+++ Data provided
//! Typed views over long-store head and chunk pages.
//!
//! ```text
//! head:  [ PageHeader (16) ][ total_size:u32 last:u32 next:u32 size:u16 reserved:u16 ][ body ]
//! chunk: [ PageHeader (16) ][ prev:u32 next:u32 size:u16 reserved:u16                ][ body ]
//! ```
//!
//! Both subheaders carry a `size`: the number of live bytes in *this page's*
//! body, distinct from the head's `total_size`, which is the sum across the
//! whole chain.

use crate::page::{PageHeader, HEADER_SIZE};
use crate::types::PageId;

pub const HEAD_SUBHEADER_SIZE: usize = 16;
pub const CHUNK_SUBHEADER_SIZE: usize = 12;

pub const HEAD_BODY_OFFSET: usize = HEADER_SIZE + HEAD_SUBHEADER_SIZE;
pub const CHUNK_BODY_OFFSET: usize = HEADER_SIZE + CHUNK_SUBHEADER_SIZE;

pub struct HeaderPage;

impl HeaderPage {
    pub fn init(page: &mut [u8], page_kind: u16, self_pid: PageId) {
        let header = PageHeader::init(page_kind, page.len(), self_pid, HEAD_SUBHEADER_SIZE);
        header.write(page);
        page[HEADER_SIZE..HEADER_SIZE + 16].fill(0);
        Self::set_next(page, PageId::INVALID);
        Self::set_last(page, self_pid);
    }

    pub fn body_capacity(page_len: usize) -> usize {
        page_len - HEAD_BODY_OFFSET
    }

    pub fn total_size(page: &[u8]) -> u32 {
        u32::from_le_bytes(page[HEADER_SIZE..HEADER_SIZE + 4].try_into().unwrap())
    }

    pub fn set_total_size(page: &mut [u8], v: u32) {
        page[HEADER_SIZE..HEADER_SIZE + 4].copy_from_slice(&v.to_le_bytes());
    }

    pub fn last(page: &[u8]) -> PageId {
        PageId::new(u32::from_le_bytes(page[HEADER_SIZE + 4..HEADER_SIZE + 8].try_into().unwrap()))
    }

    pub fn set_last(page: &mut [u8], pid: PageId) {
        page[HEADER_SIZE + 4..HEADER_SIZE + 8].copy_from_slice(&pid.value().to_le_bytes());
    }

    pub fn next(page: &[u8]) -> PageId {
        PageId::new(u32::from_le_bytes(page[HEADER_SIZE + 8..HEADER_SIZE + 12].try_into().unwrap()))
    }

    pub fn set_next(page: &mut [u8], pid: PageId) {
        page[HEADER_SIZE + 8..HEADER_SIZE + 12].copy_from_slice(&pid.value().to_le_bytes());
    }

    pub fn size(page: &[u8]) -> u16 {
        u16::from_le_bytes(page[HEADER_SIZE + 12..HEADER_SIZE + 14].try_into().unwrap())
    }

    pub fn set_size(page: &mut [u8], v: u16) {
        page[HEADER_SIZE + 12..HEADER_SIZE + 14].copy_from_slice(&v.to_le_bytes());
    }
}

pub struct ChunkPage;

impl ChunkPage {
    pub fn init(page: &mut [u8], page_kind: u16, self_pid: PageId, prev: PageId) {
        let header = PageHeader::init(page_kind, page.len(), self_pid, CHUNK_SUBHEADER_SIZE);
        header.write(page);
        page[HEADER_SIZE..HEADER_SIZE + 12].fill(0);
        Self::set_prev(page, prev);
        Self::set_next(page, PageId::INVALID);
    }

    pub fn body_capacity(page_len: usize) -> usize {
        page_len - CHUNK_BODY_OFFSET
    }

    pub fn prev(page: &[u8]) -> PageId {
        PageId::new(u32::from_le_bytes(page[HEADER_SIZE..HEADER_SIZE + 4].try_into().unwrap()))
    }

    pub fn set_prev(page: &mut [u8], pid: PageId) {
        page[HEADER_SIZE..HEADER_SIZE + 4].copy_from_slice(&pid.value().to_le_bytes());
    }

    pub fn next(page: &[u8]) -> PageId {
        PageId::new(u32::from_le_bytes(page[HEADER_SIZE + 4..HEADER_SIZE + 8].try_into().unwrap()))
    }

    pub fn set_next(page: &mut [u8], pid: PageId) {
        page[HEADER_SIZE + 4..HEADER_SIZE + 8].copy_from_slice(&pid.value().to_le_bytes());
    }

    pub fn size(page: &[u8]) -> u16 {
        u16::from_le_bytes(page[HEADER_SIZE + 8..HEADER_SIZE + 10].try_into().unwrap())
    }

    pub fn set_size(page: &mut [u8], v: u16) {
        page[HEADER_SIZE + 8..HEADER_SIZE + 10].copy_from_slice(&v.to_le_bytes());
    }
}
++++++
▶ [Assignment]:
Retype all of the data shown above, word for word.

▶ [Solution for this exercise]:
//! Typed views over long-store head and chunk pages.
//!
//! ```text
//! head:  [ PageHeader (16) ][ total_size:u32 last:u32 next:u32 size:u16 reserved:u16 ][ body ]
//! chunk: [ PageHeader (16) ][ prev:u32 next:u32 size:u16 reserved:u16                ][ body ]
//! ```
//!
//! Both subheaders carry a `size`: the number of live bytes in *this page's*
//! body, distinct from the head's `total_size`, which is the sum across the
//! whole chain.

use crate::page::{PageHeader, HEADER_SIZE};
use crate::types::PageId;

pub const HEAD_SUBHEADER_SIZE: usize = 16;
pub const CHUNK_SUBHEADER_SIZE: usize = 12;

pub const HEAD_BODY_OFFSET: usize = HEADER_SIZE + HEAD_SUBHEADER_SIZE;
pub const CHUNK_BODY_OFFSET: usize = HEADER_SIZE + CHUNK_SUBHEADER_SIZE;

pub struct HeaderPage;

impl HeaderPage {
    pub fn init(page: &mut [u8], page_kind: u16, self_pid: PageId) {
        let header = PageHeader::init(page_kind, page.len(), self_pid, HEAD_SUBHEADER_SIZE);
        header.write(page);
        page[HEADER_SIZE..HEADER_SIZE + 16].fill(0);
        Self::set_next(page, PageId::INVALID);
        Self::set_last(page, self_pid);
    }

    pub fn body_capacity(page_len: usize) -> usize {
        page_len - HEAD_BODY_OFFSET
    }

    pub fn total_size(page: &[u8]) -> u32 {
        u32::from_le_bytes(page[HEADER_SIZE..HEADER_SIZE + 4].try_into().unwrap())
    }

    pub fn set_total_size(page: &mut [u8], v: u32) {
        page[HEADER_SIZE..HEADER_SIZE + 4].copy_from_slice(&v.to_le_bytes());
    }

    pub fn last(page: &[u8]) -> PageId {
        PageId::new(u32::from_le_bytes(page[HEADER_SIZE + 4..HEADER_SIZE + 8].try_into().unwrap()))
    }

    pub fn set_last(page: &mut [u8], pid: PageId) {
        page[HEADER_SIZE + 4..HEADER_SIZE + 8].copy_from_slice(&pid.value().to_le_bytes());
    }

    pub fn next(page: &[u8]) -> PageId {
        PageId::new(u32::from_le_bytes(page[HEADER_SIZE + 8..HEADER_SIZE + 12].try_into().unwrap()))
    }

    pub fn set_next(page: &mut [u8], pid: PageId) {
        page[HEADER_SIZE + 8..HEADER_SIZE + 12].copy_from_slice(&pid.value().to_le_bytes());
    }

    pub fn size(page: &[u8]) -> u16 {
        u16::from_le_bytes(page[HEADER_SIZE + 12..HEADER_SIZE + 14].try_into().unwrap())
    }

    pub fn set_size(page: &mut [u8], v: u16) {
        page[HEADER_SIZE + 12..HEADER_SIZE + 14].copy_from_slice(&v.to_le_bytes());
    }
}

pub struct ChunkPage;

impl ChunkPage {
    pub fn init(page: &mut [u8], page_kind: u16, self_pid: PageId, prev: PageId) {
        let header = PageHeader::init(page_kind, page.len(), self_pid, CHUNK_SUBHEADER_SIZE);
        header.write(page);
        page[HEADER_SIZE..HEADER_SIZE + 12].fill(0);
        Self::set_prev(page, prev);
        Self::set_next(page, PageId::INVALID);
    }

    pub fn body_capacity(page_len: usize) -> usize {
        page_len - CHUNK_BODY_OFFSET
    }

    pub fn prev(page: &[u8]) -> PageId {
        PageId::new(u32::from_le_bytes(page[HEADER_SIZE..HEADER_SIZE + 4].try_into().unwrap()))
    }

    pub fn set_prev(page: &mut [u8], pid: PageId) {
        page[HEADER_SIZE..HEADER_SIZE + 4].copy_from_slice(&pid.value().to_le_bytes());
    }

    pub fn next(page: &[u8]) -> PageId {
        PageId::new(u32::from_le_bytes(page[HEADER_SIZE + 4..HEADER_SIZE + 8].try_into().unwrap()))
    }

    pub fn set_next(page: &mut [u8], pid: PageId) {
        page[HEADER_SIZE + 4..HEADER_SIZE + 8].copy_from_slice(&pid.value().to_le_bytes());
    }

    pub fn size(page: &[u8]) -> u16 {
        u16::from_le_bytes(page[HEADER_SIZE + 8..HEADER_SIZE + 10].try_into().unwrap())
    }

    pub fn set_size(page: &mut [u8], v: u16) {
        page[HEADER_SIZE + 8..HEADER_SIZE + 10].copy_from_slice(&v.to_le_bytes());
    }
}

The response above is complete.